Being grateful for triggers does not mean we enjoy being upset. It means we appreciate the information. A trigger says, “Look here.” It says, “This is not free yet.” It says, “This judgment is still hiding in the basement, eating snacks.”
And once we see it, we can bring it to forgiveness.
We can ask, “What am I afraid of here?”
“Who am I judging?”
“What old wound is being stirred?”
“What am I making this mean?”
“Is there another way to see this?”
Sometimes the answer comes quickly. Sometimes it takes time. Sometimes we need a trusted friend, prayer, journaling, silence, or a long walk in which we mutter spiritually advanced things under our breath. That is all right. The willingness to look is already a shift.
The humor matters because triggers can feel heavy. They expose places where we feel embarrassed, defensive, ashamed, or afraid. If we can smile gently at our own reactions, we soften. We stop making ourselves guilty for being human. We begin to see that the mind is not bad. It is simply in training.

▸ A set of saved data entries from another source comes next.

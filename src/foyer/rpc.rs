//! RPC foyer: `POST /{service}/{method}` with a JSON body.

use std::net::SocketAddr;
use std::sync::Arc;
use std::time::Duration;

use axum::body::Body;
use axum::extract::{ConnectInfo, Path, State};
use axum::http::HeaderMap;
use axum::response::{IntoResponse, Response};
use axum::routing::post;
use axum::Router;
use futures_util::future::BoxFuture;
use futures_util::FutureExt;
use tower::ServiceBuilder;
use tower_http::timeout::TimeoutLayer;
use tower_http::trace::TraceLayer;

use crate::config::HorizonConfig;
use crate::foyer::http::{body_cap, read_body};
use crate::foyer::listener::{self, Serving};
use crate::foyer::{Foyer, FoyerError};
use crate::lifecycle::Shutdown;
use crate::model::Scheme;
use crate::protocol::rpc::{RpcInput, RpcOutput};
use crate::rendezvous::Rendezvous;

#[derive(Clone)]
struct RpcState {
    rendezvous: Arc<Rendezvous<RpcInput, RpcOutput>>,
    body_cap: usize,
}

#[derive(Debug)]
pub struct RpcFoyer {
    bind_address: String,
    request_timeout: Duration,
    body_cap: usize,
    serving: Option<Serving>,
}

impl RpcFoyer {
    pub fn new(bind_address: impl Into<String>) -> Self {
        Self {
            bind_address: bind_address.into(),
            request_timeout: Duration::from_secs(30),
            body_cap: usize::MAX,
            serving: None,
        }
    }

    pub fn from_config(config: &HorizonConfig) -> Self {
        Self::new(config.rpc.bind_address.clone())
            .request_timeout(Duration::from_secs(config.timeouts.request_secs))
            .max_body_bytes(config.limits.max_body_bytes)
    }

    pub fn request_timeout(mut self, timeout: Duration) -> Self {
        self.request_timeout = timeout;
        self
    }

    pub fn max_body_bytes(mut self, limit: usize) -> Self {
        self.body_cap = body_cap(limit);
        self
    }

    #[allow(deprecated)]
    fn build_router(&self, state: RpcState) -> Router {
        Router::new()
            .route("/{service}/{method}", post(call))
            .with_state(state)
            .layer(
                ServiceBuilder::new()
                    .layer(TraceLayer::new_for_http())
                    .layer(TimeoutLayer::new(self.request_timeout)),
            )
    }
}

impl Foyer for RpcFoyer {
    type Input = RpcInput;
    type Output = RpcOutput;

    fn scheme(&self) -> Scheme {
        Scheme::RPC
    }

    fn open(&mut self, rendezvous: Arc<Rendezvous<RpcInput, RpcOutput>>) -> Result<(), FoyerError> {
        if self.serving.is_some() {
            return Err(FoyerError::AlreadyOpen);
        }
        let listener = listener::bind(&self.bind_address)?;
        let app = self.build_router(RpcState {
            rendezvous,
            body_cap: self.body_cap,
        });
        self.serving = Some(Serving::start(Scheme::RPC, listener, app, Shutdown::new())?);
        Ok(())
    }

    fn close(&mut self) -> BoxFuture<'_, Result<(), FoyerError>> {
        let serving = self.serving.take();
        async move {
            match serving {
                Some(serving) => serving.stop().await,
                None => Ok(()),
            }
        }
        .boxed()
    }

    fn is_open(&self) -> bool {
        self.serving.is_some()
    }

    fn local_addr(&self) -> Option<SocketAddr> {
        self.serving.as_ref().map(Serving::local_addr)
    }
}

async fn call(
    State(state): State<RpcState>,
    ConnectInfo(peer): ConnectInfo<SocketAddr>,
    Path((service, method)): Path<(String, String)>,
    headers: HeaderMap,
    body: Body,
) -> Response {
    let body = match read_body(body, state.body_cap).await {
        Ok(body) => body,
        Err(e) => {
            tracing::warn!(peer = %peer, error = %e, "Failed to read RPC body");
            return RpcOutput {
                status: 400,
                metadata: Default::default(),
                body: br#"{"error":{"kind":"malformed_input","message":"unreadable request body"}}"#
                    .to_vec(),
            }
            .into_response();
        }
    };

    let mut input = RpcInput::new(service, method, body);
    input.peer = peer.to_string();
    for (name, value) in &headers {
        if let Ok(value) = value.to_str() {
            input.metadata.insert(name.as_str().to_string(), value.to_string());
        }
    }

    let rendezvous = Arc::clone(&state.rendezvous);
    match tokio::spawn(async move { rendezvous.encounter(input).await }).await {
        Ok(output) => output.into_response(),
        Err(e) => {
            tracing::error!(peer = %peer, error = %e, "Pipeline task failed");
            RpcOutput::internal_error().into_response()
        }
    }
}
//! Canonical request value.

use std::collections::BTreeMap;
use std::fmt;
use std::sync::Arc;

use crate::model::{RawInput, Scheme};

/// A protocol-independent view of one request.
///
/// Produced once per request by a normalizer. The `origin` back-reference is
/// only used for protocol-specific re-entry and is excluded from equality.
#[derive(Clone)]
pub struct NormalizedRequest {
    scheme: Scheme,
    method: String,
    path: String,
    headers: BTreeMap<String, String>,
    params: BTreeMap<String, String>,
    body: Vec<u8>,
    origin: Arc<dyn RawInput>,
}

impl NormalizedRequest {
    /// Start building a request that refers back to `origin`.
    pub fn builder(origin: Arc<dyn RawInput>) -> NormalizedRequestBuilder {
        NormalizedRequestBuilder {
            request: NormalizedRequest {
                scheme: origin.scheme(),
                method: String::new(),
                path: String::new(),
                headers: BTreeMap::new(),
                params: BTreeMap::new(),
                body: Vec::new(),
                origin,
            },
        }
    }

    pub fn scheme(&self) -> &Scheme {
        &self.scheme
    }

    pub fn method(&self) -> &str {
        &self.method
    }

    /// Path for request/response protocols, topic for pub/sub.
    pub fn path(&self) -> &str {
        &self.path
    }

    pub fn headers(&self) -> &BTreeMap<String, String> {
        &self.headers
    }

    /// Header lookup; names are stored lower-cased.
    pub fn header(&self, name: &str) -> Option<&str> {
        self.headers.get(&name.to_ascii_lowercase()).map(String::as_str)
    }

    pub fn params(&self) -> &BTreeMap<String, String> {
        &self.params
    }

    pub fn body(&self) -> &[u8] {
        &self.body
    }

    pub fn origin(&self) -> &Arc<dyn RawInput> {
        &self.origin
    }
}

impl PartialEq for NormalizedRequest {
    fn eq(&self, other: &Self) -> bool {
        self.scheme == other.scheme
            && self.method == other.method
            && self.path == other.path
            && self.headers == other.headers
            && self.params == other.params
            && self.body == other.body
    }
}

impl Eq for NormalizedRequest {}

impl fmt::Debug for NormalizedRequest {
    fn fmt(&self, f: &mut fmt::Formatter<'_>) -> fmt::Result {
        f.debug_struct("NormalizedRequest")
            .field("scheme", &self.scheme)
            .field("method", &self.method)
            .field("path", &self.path)
            .field("headers", &self.headers)
            .field("params", &self.params)
            .field("body_len", &self.body.len())
            .finish()
    }
}

/// Builder used by normalizers; the finished request is immutable.
pub struct NormalizedRequestBuilder {
    request: NormalizedRequest,
}

impl NormalizedRequestBuilder {
    pub fn method(mut self, method: impl Into<String>) -> Self {
        self.request.method = method.into();
        self
    }

    pub fn path(mut self, path: impl Into<String>) -> Self {
        self.request.path = path.into();
        self
    }

    /// Add a header. Names are lower-cased; a repeated name keeps the last value.
    pub fn header(mut self, name: &str, value: impl Into<String>) -> Self {
        self.request.headers.insert(name.to_ascii_lowercase(), value.into());
        self
    }

    pub fn param(mut self, name: impl Into<String>, value: impl Into<String>) -> Self {
        self.request.params.insert(name.into(), value.into());
        self
    }

    pub fn body(mut self, body: impl Into<Vec<u8>>) -> Self {
        self.request.body = body.into();
        self
    }

    pub fn build(self) -> NormalizedRequest {
        self.request
    }
}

So yes, be grateful for your triggers.
Be grateful when traffic shows you impatience.
Be grateful when technology reveals your secret belief that machines should fear you.
Be grateful when family shows you the places you still defend.
Be grateful when disagreement reveals your need to be right.
Be grateful when irritation exposes a hidden demand.
Be grateful when judgment appears, because now it is no longer unconscious.
A trigger is not a failure. It is an invitation.
It is the mind raising its hand and saying, “Excuse me, we still have something here.” And while we may not always enjoy the interruption, we can learn to honor it.
After all, anything that brings our hidden judgments into the light is not working against our peace. It is helping us find it.